** Opening Material for the task block **

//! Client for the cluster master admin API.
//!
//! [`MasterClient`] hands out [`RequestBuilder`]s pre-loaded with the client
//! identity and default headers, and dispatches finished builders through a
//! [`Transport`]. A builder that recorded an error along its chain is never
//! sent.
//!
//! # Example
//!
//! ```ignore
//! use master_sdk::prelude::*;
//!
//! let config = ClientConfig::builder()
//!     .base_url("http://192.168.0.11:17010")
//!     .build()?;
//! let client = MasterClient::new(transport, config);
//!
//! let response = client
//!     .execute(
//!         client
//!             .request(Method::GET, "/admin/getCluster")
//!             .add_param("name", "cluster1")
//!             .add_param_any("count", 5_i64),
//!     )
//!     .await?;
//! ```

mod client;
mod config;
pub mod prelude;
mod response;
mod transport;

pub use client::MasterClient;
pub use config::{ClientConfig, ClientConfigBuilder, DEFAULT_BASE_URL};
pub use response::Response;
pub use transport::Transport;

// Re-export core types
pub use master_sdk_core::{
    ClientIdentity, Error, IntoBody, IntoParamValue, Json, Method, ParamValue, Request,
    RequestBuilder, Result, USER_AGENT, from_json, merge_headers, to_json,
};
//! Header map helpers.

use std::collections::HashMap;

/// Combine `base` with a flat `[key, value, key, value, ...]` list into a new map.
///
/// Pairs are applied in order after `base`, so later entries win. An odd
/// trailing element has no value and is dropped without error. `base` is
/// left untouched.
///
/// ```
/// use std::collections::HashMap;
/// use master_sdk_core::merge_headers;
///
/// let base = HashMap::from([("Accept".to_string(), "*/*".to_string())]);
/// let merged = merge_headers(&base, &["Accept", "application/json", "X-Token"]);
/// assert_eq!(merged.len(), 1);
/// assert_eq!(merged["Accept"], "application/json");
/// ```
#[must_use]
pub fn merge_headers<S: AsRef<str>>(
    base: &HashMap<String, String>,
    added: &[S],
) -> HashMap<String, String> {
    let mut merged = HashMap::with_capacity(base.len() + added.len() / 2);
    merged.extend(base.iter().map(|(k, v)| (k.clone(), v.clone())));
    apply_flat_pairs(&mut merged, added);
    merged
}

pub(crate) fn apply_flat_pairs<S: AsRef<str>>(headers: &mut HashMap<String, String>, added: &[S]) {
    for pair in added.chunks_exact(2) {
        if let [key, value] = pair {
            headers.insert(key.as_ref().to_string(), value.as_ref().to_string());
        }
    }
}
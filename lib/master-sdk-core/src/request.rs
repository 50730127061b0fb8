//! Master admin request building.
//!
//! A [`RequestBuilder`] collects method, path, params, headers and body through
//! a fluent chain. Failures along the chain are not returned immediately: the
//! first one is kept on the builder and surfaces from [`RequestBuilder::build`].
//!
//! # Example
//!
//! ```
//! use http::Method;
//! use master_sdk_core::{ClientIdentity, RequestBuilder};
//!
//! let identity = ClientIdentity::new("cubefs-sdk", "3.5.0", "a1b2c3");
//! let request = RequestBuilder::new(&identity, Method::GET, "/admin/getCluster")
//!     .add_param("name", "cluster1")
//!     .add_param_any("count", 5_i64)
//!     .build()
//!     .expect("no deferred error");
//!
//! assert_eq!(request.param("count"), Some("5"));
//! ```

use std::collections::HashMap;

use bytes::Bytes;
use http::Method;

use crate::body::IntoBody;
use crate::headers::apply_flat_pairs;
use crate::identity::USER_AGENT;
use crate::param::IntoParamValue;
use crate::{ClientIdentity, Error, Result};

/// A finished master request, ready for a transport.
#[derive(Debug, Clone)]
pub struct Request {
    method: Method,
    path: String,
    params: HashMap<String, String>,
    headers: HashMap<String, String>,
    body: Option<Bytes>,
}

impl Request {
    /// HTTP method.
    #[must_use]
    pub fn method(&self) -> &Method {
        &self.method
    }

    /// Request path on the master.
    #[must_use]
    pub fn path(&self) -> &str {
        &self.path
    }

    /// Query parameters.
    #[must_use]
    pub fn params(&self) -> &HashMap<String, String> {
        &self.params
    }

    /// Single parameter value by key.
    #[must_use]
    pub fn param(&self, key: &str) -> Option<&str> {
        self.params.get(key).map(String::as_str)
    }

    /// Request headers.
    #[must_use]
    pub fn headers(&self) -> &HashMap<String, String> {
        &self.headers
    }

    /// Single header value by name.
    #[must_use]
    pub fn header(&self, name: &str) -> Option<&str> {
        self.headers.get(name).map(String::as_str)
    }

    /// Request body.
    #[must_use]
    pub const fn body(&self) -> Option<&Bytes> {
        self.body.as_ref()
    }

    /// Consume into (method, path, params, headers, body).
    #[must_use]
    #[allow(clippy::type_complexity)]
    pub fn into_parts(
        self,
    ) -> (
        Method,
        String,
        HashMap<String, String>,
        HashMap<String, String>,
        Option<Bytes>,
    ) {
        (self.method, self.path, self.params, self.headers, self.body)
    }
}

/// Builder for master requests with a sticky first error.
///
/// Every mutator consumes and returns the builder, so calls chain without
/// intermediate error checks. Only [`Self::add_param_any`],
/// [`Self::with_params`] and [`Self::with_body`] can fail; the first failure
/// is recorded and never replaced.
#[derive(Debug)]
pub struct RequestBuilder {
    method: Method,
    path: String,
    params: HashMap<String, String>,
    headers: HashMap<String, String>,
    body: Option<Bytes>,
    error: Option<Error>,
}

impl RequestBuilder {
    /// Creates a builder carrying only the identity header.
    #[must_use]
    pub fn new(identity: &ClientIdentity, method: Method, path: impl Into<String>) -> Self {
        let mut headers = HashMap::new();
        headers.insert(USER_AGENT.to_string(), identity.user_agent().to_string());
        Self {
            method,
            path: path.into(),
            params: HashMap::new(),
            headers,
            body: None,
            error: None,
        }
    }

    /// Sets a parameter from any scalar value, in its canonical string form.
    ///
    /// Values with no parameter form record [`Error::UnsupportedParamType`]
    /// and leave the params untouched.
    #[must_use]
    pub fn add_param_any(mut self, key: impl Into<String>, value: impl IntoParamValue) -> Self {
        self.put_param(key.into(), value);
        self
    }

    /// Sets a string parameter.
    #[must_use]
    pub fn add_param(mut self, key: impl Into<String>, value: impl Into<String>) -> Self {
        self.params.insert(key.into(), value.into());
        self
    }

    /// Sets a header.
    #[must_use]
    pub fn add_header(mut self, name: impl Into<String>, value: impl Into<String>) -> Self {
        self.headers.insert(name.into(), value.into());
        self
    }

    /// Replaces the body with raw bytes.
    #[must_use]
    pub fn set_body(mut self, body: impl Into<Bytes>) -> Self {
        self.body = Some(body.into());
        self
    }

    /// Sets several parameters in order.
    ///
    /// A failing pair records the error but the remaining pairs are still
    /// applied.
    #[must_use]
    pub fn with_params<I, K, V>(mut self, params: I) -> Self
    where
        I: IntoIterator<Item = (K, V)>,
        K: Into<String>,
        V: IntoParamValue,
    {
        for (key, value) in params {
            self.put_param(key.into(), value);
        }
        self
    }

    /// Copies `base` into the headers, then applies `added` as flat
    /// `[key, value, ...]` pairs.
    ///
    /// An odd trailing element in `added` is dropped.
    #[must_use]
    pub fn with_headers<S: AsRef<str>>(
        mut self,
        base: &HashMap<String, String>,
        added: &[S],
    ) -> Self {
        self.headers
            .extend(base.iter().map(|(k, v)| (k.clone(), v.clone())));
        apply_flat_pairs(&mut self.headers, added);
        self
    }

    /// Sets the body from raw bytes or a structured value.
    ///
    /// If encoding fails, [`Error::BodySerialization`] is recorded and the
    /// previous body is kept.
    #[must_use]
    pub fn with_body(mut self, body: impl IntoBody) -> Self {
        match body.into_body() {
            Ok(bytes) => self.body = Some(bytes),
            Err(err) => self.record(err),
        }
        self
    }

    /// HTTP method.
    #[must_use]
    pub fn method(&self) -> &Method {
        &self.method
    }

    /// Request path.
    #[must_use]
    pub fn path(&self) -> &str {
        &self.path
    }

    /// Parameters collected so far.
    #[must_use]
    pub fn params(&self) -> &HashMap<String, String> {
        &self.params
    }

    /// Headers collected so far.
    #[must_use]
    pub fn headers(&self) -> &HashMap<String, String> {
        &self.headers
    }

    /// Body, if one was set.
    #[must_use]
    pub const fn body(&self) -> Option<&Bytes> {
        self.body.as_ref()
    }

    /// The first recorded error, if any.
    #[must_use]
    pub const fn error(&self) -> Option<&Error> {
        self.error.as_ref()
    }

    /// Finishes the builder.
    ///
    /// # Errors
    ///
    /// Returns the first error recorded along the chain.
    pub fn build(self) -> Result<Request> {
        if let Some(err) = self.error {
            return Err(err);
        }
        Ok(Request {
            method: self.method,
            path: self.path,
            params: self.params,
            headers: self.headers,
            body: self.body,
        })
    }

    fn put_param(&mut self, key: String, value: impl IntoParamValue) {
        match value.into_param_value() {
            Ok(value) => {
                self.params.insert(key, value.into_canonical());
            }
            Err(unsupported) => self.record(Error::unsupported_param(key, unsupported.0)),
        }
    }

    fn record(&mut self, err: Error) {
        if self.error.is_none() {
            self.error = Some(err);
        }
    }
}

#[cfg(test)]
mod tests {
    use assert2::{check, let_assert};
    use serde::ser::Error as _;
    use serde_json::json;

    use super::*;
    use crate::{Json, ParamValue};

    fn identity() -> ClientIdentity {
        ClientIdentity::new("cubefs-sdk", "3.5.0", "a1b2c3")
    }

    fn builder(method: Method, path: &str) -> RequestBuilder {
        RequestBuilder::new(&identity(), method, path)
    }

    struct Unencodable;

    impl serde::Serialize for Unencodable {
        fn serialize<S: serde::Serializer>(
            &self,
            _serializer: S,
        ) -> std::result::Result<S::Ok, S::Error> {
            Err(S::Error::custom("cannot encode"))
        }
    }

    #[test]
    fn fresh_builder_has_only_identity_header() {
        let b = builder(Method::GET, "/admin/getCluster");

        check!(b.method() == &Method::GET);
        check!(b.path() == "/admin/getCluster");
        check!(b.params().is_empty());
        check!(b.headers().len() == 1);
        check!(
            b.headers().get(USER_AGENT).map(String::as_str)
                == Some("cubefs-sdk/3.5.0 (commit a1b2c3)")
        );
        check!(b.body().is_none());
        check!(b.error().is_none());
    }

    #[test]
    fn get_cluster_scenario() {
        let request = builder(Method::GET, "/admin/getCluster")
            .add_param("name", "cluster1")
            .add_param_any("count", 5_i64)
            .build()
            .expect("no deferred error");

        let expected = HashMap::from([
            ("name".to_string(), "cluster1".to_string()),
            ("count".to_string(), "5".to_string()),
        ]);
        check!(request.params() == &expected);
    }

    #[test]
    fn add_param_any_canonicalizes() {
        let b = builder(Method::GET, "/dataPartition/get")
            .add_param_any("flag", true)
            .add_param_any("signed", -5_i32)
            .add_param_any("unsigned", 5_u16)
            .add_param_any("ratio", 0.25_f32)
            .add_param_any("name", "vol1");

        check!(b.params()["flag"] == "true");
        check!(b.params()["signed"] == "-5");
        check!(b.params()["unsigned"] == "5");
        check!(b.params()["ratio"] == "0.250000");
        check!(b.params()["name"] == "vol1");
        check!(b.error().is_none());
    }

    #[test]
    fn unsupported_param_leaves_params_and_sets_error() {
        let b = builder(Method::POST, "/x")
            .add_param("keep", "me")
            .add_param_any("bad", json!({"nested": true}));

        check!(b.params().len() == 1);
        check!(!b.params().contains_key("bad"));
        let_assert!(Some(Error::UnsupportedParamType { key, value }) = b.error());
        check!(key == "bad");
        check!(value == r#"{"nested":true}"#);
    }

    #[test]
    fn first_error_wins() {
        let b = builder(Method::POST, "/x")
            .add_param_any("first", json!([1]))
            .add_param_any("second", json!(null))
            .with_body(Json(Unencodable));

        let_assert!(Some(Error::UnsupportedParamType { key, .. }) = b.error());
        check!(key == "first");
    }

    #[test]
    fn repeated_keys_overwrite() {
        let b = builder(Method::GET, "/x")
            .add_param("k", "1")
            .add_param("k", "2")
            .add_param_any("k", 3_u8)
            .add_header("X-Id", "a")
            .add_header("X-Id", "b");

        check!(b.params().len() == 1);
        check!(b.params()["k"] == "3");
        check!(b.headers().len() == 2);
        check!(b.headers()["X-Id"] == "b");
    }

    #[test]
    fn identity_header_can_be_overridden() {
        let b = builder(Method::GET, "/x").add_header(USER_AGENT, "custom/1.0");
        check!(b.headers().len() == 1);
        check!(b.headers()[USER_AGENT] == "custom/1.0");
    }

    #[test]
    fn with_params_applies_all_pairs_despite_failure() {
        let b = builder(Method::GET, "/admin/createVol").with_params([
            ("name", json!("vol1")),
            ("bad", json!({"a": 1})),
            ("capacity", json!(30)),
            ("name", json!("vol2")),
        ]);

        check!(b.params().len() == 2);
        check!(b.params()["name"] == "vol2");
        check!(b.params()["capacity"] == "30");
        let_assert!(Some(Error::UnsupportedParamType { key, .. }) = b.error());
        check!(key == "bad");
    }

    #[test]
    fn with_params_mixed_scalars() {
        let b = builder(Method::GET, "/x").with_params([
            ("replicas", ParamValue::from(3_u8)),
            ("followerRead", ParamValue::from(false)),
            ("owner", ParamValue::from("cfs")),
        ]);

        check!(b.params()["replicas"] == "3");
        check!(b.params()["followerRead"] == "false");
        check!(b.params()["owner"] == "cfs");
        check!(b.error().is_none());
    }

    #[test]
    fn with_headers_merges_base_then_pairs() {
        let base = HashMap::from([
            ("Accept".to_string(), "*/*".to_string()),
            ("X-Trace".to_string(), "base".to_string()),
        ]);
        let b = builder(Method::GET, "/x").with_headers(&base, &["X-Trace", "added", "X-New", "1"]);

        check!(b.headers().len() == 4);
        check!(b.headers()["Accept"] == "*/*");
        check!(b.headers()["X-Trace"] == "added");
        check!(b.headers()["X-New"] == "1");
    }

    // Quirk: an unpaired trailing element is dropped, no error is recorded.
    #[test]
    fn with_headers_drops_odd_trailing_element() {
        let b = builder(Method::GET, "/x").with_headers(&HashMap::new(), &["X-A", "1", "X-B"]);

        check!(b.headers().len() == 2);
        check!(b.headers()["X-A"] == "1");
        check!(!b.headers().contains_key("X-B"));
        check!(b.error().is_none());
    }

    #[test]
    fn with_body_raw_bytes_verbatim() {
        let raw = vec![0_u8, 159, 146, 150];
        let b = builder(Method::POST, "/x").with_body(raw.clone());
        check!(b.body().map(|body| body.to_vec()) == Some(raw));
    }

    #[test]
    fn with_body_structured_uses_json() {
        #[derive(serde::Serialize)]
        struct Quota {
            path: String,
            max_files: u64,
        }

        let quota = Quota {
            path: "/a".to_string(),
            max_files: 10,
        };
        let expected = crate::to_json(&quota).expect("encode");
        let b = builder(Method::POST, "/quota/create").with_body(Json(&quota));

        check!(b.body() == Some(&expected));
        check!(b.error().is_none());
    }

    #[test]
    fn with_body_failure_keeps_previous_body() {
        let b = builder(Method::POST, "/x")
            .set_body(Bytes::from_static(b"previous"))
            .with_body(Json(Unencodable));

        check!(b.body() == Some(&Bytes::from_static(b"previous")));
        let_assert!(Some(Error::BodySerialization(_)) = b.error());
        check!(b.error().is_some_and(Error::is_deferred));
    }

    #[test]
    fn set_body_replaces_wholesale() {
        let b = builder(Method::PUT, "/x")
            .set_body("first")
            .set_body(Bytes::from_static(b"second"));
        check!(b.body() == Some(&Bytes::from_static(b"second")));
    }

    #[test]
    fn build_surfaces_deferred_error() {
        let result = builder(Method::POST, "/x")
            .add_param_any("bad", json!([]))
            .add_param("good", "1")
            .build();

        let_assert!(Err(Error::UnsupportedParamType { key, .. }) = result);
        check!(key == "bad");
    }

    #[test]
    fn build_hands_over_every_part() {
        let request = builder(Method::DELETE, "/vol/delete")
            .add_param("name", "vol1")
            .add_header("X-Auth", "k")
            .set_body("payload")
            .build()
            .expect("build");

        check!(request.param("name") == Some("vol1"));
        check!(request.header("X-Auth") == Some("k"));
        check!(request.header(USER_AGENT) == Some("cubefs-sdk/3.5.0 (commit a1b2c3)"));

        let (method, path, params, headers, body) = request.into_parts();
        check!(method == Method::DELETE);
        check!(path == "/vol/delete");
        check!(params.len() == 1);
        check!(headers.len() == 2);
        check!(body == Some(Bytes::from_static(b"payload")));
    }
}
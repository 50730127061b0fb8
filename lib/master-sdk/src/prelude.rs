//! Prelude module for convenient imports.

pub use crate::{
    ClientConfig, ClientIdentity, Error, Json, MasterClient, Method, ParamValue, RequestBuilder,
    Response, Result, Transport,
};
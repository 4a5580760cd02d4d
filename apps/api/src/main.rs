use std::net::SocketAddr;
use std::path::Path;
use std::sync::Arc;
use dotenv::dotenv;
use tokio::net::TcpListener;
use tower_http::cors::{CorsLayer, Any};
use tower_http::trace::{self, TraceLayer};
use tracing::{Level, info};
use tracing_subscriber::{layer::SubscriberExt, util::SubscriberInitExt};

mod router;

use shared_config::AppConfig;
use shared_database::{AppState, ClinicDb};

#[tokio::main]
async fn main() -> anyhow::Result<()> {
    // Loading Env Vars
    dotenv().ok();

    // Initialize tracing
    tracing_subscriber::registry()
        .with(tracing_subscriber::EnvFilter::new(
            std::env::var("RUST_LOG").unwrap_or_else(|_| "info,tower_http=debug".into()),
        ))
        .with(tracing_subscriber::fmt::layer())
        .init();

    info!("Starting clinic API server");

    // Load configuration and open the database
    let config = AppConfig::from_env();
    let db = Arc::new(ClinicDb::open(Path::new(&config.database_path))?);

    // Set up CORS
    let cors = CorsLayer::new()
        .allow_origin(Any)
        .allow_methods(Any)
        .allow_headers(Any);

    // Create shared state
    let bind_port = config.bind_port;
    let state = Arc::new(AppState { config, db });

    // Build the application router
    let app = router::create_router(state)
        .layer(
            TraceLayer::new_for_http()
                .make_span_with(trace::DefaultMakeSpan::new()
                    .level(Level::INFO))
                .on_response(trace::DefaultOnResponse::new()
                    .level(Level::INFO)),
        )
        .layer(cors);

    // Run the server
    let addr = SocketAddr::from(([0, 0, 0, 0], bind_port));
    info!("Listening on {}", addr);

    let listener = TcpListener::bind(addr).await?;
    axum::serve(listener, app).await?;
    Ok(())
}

** Closing Material for the task block **

**Work to be completed**
The word "order" occurs on some lines of the data. Give the number of those lines only.

**Response below**
2